Top of Records shown
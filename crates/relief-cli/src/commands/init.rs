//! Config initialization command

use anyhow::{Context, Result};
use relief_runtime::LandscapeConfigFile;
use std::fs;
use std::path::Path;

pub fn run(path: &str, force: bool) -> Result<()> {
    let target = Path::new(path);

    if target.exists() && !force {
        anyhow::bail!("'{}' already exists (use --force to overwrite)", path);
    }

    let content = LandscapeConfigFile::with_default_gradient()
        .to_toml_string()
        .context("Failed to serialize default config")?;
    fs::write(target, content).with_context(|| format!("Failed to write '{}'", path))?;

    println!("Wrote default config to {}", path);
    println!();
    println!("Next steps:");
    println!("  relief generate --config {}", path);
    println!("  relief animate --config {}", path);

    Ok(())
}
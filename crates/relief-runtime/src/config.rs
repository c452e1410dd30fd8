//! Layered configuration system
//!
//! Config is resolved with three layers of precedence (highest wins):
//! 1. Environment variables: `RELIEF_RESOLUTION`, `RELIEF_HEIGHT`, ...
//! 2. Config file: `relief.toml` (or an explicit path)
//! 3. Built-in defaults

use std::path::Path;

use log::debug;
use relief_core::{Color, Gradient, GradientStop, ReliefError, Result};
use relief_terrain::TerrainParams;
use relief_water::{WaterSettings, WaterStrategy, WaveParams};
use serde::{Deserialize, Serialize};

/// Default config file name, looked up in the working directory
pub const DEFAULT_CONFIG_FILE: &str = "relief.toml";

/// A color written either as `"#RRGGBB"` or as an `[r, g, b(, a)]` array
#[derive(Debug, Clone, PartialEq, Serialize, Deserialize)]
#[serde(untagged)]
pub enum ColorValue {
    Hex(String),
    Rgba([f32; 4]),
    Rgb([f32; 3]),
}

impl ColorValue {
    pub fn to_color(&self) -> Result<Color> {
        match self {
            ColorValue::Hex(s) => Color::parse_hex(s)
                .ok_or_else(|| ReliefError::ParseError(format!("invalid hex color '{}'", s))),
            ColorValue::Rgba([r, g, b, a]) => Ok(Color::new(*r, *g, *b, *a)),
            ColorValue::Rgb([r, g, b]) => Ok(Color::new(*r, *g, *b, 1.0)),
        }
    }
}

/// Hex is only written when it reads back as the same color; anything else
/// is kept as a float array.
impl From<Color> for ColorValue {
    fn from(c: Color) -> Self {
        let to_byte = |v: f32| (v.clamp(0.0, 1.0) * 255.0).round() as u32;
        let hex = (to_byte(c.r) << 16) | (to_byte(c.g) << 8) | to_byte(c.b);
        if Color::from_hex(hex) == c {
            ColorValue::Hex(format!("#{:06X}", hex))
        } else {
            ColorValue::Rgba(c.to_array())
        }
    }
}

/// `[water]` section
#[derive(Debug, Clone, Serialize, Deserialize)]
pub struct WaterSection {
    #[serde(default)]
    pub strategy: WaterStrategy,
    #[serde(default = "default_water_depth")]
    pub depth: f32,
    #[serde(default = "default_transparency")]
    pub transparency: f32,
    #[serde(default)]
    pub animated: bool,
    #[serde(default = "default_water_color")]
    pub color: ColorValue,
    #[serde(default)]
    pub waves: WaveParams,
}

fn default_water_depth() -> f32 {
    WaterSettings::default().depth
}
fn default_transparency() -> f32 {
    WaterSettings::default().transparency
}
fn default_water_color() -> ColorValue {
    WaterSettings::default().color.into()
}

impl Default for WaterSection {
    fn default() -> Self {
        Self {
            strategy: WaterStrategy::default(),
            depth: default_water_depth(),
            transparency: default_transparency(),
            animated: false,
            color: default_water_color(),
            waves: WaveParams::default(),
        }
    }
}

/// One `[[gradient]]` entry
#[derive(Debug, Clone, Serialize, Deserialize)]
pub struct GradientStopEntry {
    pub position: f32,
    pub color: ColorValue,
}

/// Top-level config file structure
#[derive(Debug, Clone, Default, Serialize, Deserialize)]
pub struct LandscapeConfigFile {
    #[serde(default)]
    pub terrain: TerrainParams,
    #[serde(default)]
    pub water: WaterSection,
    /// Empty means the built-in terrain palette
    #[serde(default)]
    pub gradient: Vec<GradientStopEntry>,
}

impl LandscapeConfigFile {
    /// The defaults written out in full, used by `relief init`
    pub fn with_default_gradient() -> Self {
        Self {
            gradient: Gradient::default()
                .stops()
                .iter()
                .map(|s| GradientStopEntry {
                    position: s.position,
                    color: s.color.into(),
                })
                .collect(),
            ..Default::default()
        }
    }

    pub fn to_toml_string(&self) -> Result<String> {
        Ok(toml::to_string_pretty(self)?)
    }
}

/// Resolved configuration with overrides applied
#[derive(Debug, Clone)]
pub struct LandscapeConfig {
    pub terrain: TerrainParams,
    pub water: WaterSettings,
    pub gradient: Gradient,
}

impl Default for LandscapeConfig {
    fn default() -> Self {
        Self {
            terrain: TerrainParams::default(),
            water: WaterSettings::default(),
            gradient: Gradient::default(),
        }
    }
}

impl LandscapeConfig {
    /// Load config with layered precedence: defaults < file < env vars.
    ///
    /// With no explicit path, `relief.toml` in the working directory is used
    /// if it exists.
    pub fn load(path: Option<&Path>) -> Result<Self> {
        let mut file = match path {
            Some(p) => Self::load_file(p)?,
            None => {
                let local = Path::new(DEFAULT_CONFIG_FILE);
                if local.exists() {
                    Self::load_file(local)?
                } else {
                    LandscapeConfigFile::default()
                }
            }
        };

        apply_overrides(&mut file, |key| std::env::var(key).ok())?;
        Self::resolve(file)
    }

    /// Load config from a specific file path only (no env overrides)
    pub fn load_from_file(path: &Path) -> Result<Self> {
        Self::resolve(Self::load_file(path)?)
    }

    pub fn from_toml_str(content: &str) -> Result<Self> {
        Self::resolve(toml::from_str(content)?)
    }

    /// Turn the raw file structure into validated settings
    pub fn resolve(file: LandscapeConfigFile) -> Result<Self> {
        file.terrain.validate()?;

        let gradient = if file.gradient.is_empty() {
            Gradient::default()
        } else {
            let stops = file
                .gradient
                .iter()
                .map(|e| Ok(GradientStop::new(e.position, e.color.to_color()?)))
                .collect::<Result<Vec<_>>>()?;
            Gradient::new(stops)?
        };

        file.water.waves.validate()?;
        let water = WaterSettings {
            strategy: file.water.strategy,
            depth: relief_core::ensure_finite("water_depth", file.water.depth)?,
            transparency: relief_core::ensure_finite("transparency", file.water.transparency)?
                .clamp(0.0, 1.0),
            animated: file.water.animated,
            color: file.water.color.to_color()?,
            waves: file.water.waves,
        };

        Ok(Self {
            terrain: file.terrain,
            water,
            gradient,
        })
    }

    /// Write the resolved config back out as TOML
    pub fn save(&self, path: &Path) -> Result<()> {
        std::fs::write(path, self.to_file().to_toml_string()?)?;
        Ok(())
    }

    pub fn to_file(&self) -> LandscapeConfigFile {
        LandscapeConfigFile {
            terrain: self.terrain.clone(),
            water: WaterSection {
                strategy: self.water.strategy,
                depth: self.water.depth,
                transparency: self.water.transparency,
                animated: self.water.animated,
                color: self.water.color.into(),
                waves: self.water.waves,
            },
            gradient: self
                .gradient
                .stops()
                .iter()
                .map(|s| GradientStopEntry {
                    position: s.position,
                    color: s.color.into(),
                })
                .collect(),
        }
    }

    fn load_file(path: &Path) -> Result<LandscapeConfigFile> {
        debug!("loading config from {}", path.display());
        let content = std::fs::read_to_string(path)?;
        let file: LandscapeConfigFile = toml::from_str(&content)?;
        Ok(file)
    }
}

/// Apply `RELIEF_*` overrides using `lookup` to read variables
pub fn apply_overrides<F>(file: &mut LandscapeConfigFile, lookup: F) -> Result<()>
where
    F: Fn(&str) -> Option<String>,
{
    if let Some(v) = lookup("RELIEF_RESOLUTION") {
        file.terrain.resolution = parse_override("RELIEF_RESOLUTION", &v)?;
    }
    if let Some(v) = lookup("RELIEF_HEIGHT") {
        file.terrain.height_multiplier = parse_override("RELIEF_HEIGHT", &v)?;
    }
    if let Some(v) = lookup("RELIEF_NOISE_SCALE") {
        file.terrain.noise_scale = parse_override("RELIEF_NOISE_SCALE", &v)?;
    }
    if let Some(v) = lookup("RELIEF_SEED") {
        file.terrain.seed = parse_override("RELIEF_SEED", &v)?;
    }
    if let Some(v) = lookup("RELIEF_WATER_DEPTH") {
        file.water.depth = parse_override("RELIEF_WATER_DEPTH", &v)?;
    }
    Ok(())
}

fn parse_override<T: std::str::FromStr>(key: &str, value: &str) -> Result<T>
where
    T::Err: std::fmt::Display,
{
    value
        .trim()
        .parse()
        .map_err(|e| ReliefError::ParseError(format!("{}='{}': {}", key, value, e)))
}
Bottom of Records shown
The answer is the lines above between the line holding "3. Built-in defaults" and the line holding "pub const DEFAULT_CONFIG_FILE: &str", inclusive, each written out exactly, and no others.

//! 3. Built-in defaults

use std::path::Path;

use log::debug;
use relief_core::{Color, Gradient, GradientStop, ReliefError, Result};
use relief_terrain::TerrainParams;
use relief_water::{WaterSettings, WaterStrategy, WaveParams};
use serde::{Deserialize, Serialize};

/// Default config file name, looked up in the working directory
pub const DEFAULT_CONFIG_FILE: &str = "relief.toml";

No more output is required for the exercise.